Reinforcement Learning, From First Principles
One linearized track from the Markov decision process to the systems that train today's reasoning models and the domains that deploy them. Every lesson assumes only the ones before it; every concept is justified from scratch; every trade-off comes with quantitative reasoning.
The series runs in four parts: the foundations (the theory and algorithms), the post-training systems (the engineering that turns those algorithms into reasoning-model training at cluster scale), and two parts on applications — first the domains as concepts mapped back to the core method, then twenty applied domains as production engineering. Read it straight through, or start at the orientation for the map.

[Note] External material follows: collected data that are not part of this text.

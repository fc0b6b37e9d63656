//! Soft delete, restore and purge of pages.
//!
//! # Responsibility
//! - Plan trash transitions from the in-memory snapshot.
//! - Commit each transition through the repository, then mirror it in the
//!   store.
//!
//! # Invariants
//! - Deleting a page moves its whole live subtree in one repository call.
//! - Only the deleted root records `child_count`.
//! - Restore never resurrects descendants implicitly.
//! - The store is never advanced past a failed repository call.

use crate::model::deleted_page::{DeletedPage, DeletedPageMetadata};
use crate::model::page::{Page, PageId};
use crate::repo::page_repo::{PageRepository, RepoError};
use crate::store::WorkspaceStore;
use crate::tree::hierarchy::ParentIndex;
use log::{error, info};
use std::collections::{HashMap, HashSet, VecDeque};
use std::error::Error;
use std::fmt::{Display, Formatter};
use std::time::Instant;

/// Errors from trash lifecycle operations.
#[derive(Debug)]
pub enum TrashError {
    /// No live page (delete) or trash entry (restore, purge) has this id.
    NotFound(PageId),
    /// Restore target is already live.
    AlreadyLive(PageId),
    /// Repository-level failure.
    Repo(RepoError),
}

impl Display for TrashError {
    fn fmt(&self, f: &mut Formatter<'_>) -> std::fmt::Result {
        match self {
            Self::NotFound(id) => write!(f, "page not found: {id}"),
            Self::AlreadyLive(id) => write!(f, "page is not in trash: {id}"),
            Self::Repo(err) => write!(f, "{err}"),
        }
    }
}

impl Error for TrashError {
    fn source(&self) -> Option<&(dyn Error + 'static)> {
        match self {
            Self::Repo(err) => Some(err),
            _ => None,
        }
    }
}

impl From<RepoError> for TrashError {
    fn from(value: RepoError) -> Self {
        match value {
            RepoError::NotFound(id) => Self::NotFound(id),
            RepoError::Conflict(id) => Self::AlreadyLive(id),
            other => Self::Repo(other),
        }
    }
}

/// Builds the trash entries produced by deleting `page_id` at `now_ms`.
///
/// Entries are ordered breadth-first with the deleted page first.
pub fn plan_delete(
    store: &WorkspaceStore,
    page_id: &str,
    now_ms: i64,
) -> Result<Vec<DeletedPage>, TrashError> {
    if !store.is_live(page_id) {
        return Err(TrashError::NotFound(page_id.to_string()));
    }
    let index = ParentIndex::new(store.pages());
    let members = index.subtree(page_id);
    let descendants = members.len().saturating_sub(1);

    Ok(members
        .into_iter()
        .map(|page| {
            let metadata = DeletedPageMetadata {
                original_path: index.ancestor_path(&page.id),
                child_count: (page.id == page_id)
                    .then(|| u32::try_from(descendants).unwrap_or(u32::MAX)),
                original_parent_id: page.parent_id.clone(),
            };
            DeletedPage::from_page(page, now_ms, metadata)
        })
        .collect())
}

/// Builds the page reinstated by restoring `page_id`.
///
/// `parent_id` is cleared when the original parent is not live.
pub fn plan_restore(store: &WorkspaceStore, page_id: &str) -> Result<Page, TrashError> {
    if store.is_live(page_id) {
        return Err(TrashError::AlreadyLive(page_id.to_string()));
    }
    let entry = store
        .deleted_page(page_id)
        .ok_or_else(|| TrashError::NotFound(page_id.to_string()))?;
    let mut page = entry.snapshot.clone();
    if let Some(parent_id) = page.parent_id.as_deref() {
        if !store.is_live(parent_id) {
            page.parent_id = None;
        }
    }
    Ok(page)
}

/// Trash entries that descend from `page_id` by snapshot parent links,
/// parent-first, the entry itself included.
pub fn trashed_descendants<'s>(store: &'s WorkspaceStore, page_id: &str) -> Vec<&'s DeletedPage> {
    let Some(root) = store.deleted_page(page_id) else {
        return Vec::new();
    };
    let mut children: HashMap<&str, Vec<&DeletedPage>> = HashMap::new();
    for entry in store.trash_by_recency() {
        if let Some(parent_id) = entry.snapshot.parent_id.as_deref() {
            children.entry(parent_id).or_default().push(entry);
        }
    }
    for list in children.values_mut() {
        list.sort_by(|a, b| a.id.cmp(&b.id));
    }

    let mut visited = HashSet::from([root.id.as_str()]);
    let mut queue = VecDeque::from([root]);
    let mut out = Vec::new();
    while let Some(entry) = queue.pop_front() {
        out.push(entry);
        for &child in children.get(entry.id.as_str()).map(Vec::as_slice).unwrap_or(&[]) {
            if visited.insert(child.id.as_str()) {
                queue.push_back(child);
            }
        }
    }
    out
}

/// Ids of trash entries eligible for purge at `now_ms`, sorted.
pub fn expired_ids(store: &WorkspaceStore, now_ms: i64) -> Vec<PageId> {
    let mut ids: Vec<PageId> = store
        .deleted_pages()
        .filter(|entry| entry.is_purge_eligible(now_ms))
        .map(|entry| entry.id.clone())
        .collect();
    ids.sort();
    ids
}

/// Trash state machine over one store and repository.
pub struct TrashLifecycle<'a, R: PageRepository> {
    repo: &'a R,
    store: &'a mut WorkspaceStore,
}

impl<'a, R: PageRepository> TrashLifecycle<'a, R> {
    pub fn new(repo: &'a R, store: &'a mut WorkspaceStore) -> Self {
        Self { repo, store }
    }

    /// Moves a live page and its live descendants to trash.
    pub fn delete(&mut self, page_id: &str, now_ms: i64) -> Result<Vec<DeletedPage>, TrashError> {
        let started_at = Instant::now();
        let entries = plan_delete(self.store, page_id, now_ms)?;
        if let Err(err) = self.repo.trash_pages(&entries) {
            error!(
                "event=trash_delete module=trash status=error page_id={} duration_ms={} error={}",
                page_id,
                started_at.elapsed().as_millis(),
                err
            );
            return Err(err.into());
        }
        self.store.move_to_trash(&entries);
        info!(
            "event=trash_delete module=trash status=ok page_id={} pages={} duration_ms={}",
            page_id,
            entries.len(),
            started_at.elapsed().as_millis()
        );
        Ok(entries)
    }

    /// Reinstates one trashed page without its descendants.
    pub fn restore(&mut self, page_id: &str) -> Result<Page, TrashError> {
        let page = plan_restore(self.store, page_id)?;
        if let Err(err) = self.repo.restore_page(&page) {
            error!(
                "event=trash_restore module=trash status=error page_id={} error={}",
                page_id, err
            );
            return Err(err.into());
        }
        self.store.insert_page(page.clone());
        info!(
            "event=trash_restore module=trash status=ok page_id={} reparented_to_root={}",
            page_id,
            page.parent_id.is_none()
        );
        Ok(page)
    }

    /// Restores a trashed page and every trashed descendant, parent first.
    ///
    /// Stops at the first failure; pages restored before it stay live.
    pub fn restore_with_children(&mut self, page_id: &str) -> Result<Vec<Page>, TrashError> {
        if self.store.is_live(page_id) {
            return Err(TrashError::AlreadyLive(page_id.to_string()));
        }
        let ids: Vec<PageId> = trashed_descendants(self.store, page_id)
            .into_iter()
            .map(|entry| entry.id.clone())
            .collect();
        if ids.is_empty() {
            return Err(TrashError::NotFound(page_id.to_string()));
        }
        let mut restored = Vec::with_capacity(ids.len());
        for id in ids {
            restored.push(self.restore(&id)?);
        }
        Ok(restored)
    }

    /// Permanently removes one trash entry.
    pub fn purge(&mut self, page_id: &str) -> Result<(), TrashError> {
        if !self.store.is_deleted(page_id) {
            return Err(TrashError::NotFound(page_id.to_string()));
        }
        let ids = [page_id.to_string()];
        self.repo.purge_pages(&ids)?;
        self.store.remove_deleted(page_id);
        info!(
            "event=trash_purge module=trash status=ok page_id={}",
            page_id
        );
        Ok(())
    }

    /// Permanently removes every trash entry; returns how many were removed.
    pub fn empty_trash(&mut self) -> Result<usize, TrashError> {
        self.repo.purge_all()?;
        let removed = self.store.clear_trash();
        info!(
            "event=trash_empty module=trash status=ok removed={}",
            removed
        );
        Ok(removed)
    }

    /// Purges every entry whose retention window has elapsed at `now_ms`.
    pub fn sweep_expired(&mut self, now_ms: i64) -> Result<Vec<PageId>, TrashError> {
        let started_at = Instant::now();
        let ids = expired_ids(self.store, now_ms);
        if ids.is_empty() {
            return Ok(ids);
        }
        if let Err(err) = self.repo.purge_pages(&ids) {
            error!(
                "event=trash_sweep module=trash status=error candidates={} error={}",
                ids.len(),
                err
            );
            return Err(err.into());
        }
        for id in &ids {
            self.store.remove_deleted(id);
        }
        info!(
            "event=trash_sweep module=trash status=ok purged={} duration_ms={}",
            ids.len(),
            started_at.elapsed().as_millis()
        );
        Ok(ids)
    }
}

#[cfg(test)]
mod tests {
    use super::{expired_ids, plan_delete, plan_restore, trashed_descendants, TrashError};
    use crate::model::deleted_page::TRASH_RETENTION_MS;
    use crate::model::page::Page;
    use crate::store::WorkspaceStore;

    fn page(id: &str, title: &str, parent: Option<&str>) -> Page {
        Page::with_id(id, title, parent.map(str::to_string), 0)
    }

    fn store() -> WorkspaceStore {
        WorkspaceStore::from_parts(
            vec![
                page("root", "Root", None),
                page("child", "Child", Some("root")),
                page("grand", "Grandchild", Some("child")),
                page("other", "Other", None),
            ],
            Vec::new(),
        )
    }

    #[test]
    fn plan_delete_covers_subtree_and_counts_on_root_only() {
        let store = store();
        let entries = plan_delete(&store, "child", 100).expect("child is live");
        assert_eq!(entries.len(), 2);
        assert_eq!(entries[0].id, "child");
        assert_eq!(entries[0].metadata.child_count, Some(1));
        assert_eq!(entries[0].metadata.original_path.as_deref(), Some("Root"));
        assert_eq!(entries[1].metadata.child_count, None);
        assert_eq!(
            entries[1].metadata.original_path.as_deref(),
            Some("Root / Child")
        );
        assert!(entries
            .iter()
            .all(|entry| entry.permanently_delete_at == 100 + TRASH_RETENTION_MS));
    }

    #[test]
    fn plan_delete_rejects_unknown_pages() {
        assert!(matches!(
            plan_delete(&store(), "ghost", 0),
            Err(TrashError::NotFound(id)) if id == "ghost"
        ));
    }

    #[test]
    fn plan_restore_drops_parent_that_is_not_live() {
        let mut store = store();
        let entries = plan_delete(&store, "child", 0).expect("plan");
        store.move_to_trash(&entries);

        let restored = plan_restore(&store, "grand").expect("grand is trashed");
        assert_eq!(restored.parent_id, None);
        let restored = plan_restore(&store, "child").expect("child is trashed");
        assert_eq!(restored.parent_id.as_deref(), Some("root"));
        assert!(matches!(
            plan_restore(&store, "root"),
            Err(TrashError::AlreadyLive(_))
        ));
    }

    #[test]
    fn trashed_descendants_are_parent_first() {
        let mut store = store();
        let entries = plan_delete(&store, "root", 0).expect("plan");
        store.move_to_trash(&entries);
        let ids: Vec<&str> = trashed_descendants(&store, "root")
            .into_iter()
            .map(|entry| entry.id.as_str())
            .collect();
        assert_eq!(ids, vec!["root", "child", "grand"]);
    }

    #[test]
    fn expired_ids_respect_deadline() {
        let mut store = store();
        let old = plan_delete(&store, "other", 0).expect("plan");
        store.move_to_trash(&old);
        let recent = plan_delete(&store, "root", 1_000).expect("plan");
        store.move_to_trash(&recent);
        assert_eq!(expired_ids(&store, TRASH_RETENTION_MS), vec!["other"]);
        assert_eq!(expired_ids(&store, TRASH_RETENTION_MS - 1), Vec::<String>::new());
    }
}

Part I · Foundations (lessons 01–21)
The theory, from the Markov decision process to offline RL. The environment contract and reward design; the value branch (Q-learning → DQN) and the policy branch (policy gradient → Actor–Critic); planning and exploration; the policy-gradient lineage up to TRPO/PPO; the LLM-era algorithms (PPO, DPO, GRPO, RLHF) as a map; and the frontier — imitation/inverse RL, continuous control, and offline RL (BCQ, CQL).
Part II · Post-Training Systems (lessons 22–53)
The engineering behind modern reasoning-model training, building bottom-up. The system roles (rollout, reward/reference, trainer, weight sync, controller, agentic); the algorithm family REINFORCE → PPO → GRPO → RLOO → DAPO → Dr.GRPO; RLHF/DPO recipes, PRM/search, environments and data pipelines; cluster topology, the KV cache, scheduling and throughput math; famous recipes, the infra-engineer role, and bottleneck diagnosis.
Part III · Applications — concepts (lessons 54–66)
Each application mapped back to the core method it reuses: recommendation, robotics, finance, resource scheduling, NLP, and vision — then the platforms and tools, and the frontier outlook.
Part IV · Applications — engineering (lessons 67–86)
Twenty applied domains, each run through one loop — formulate the MDP, diagnose the binding difficulty, engineer the mechanism that removes it, guard it in production. Games and autonomous driving, trading and recommendation, robotics and UAVs, energy grids and networks, manufacturing and scheduling, medicine and epidemics.
Closing (lessons 87)
The through-line in one paragraph, and an interactive self-test spanning the whole series.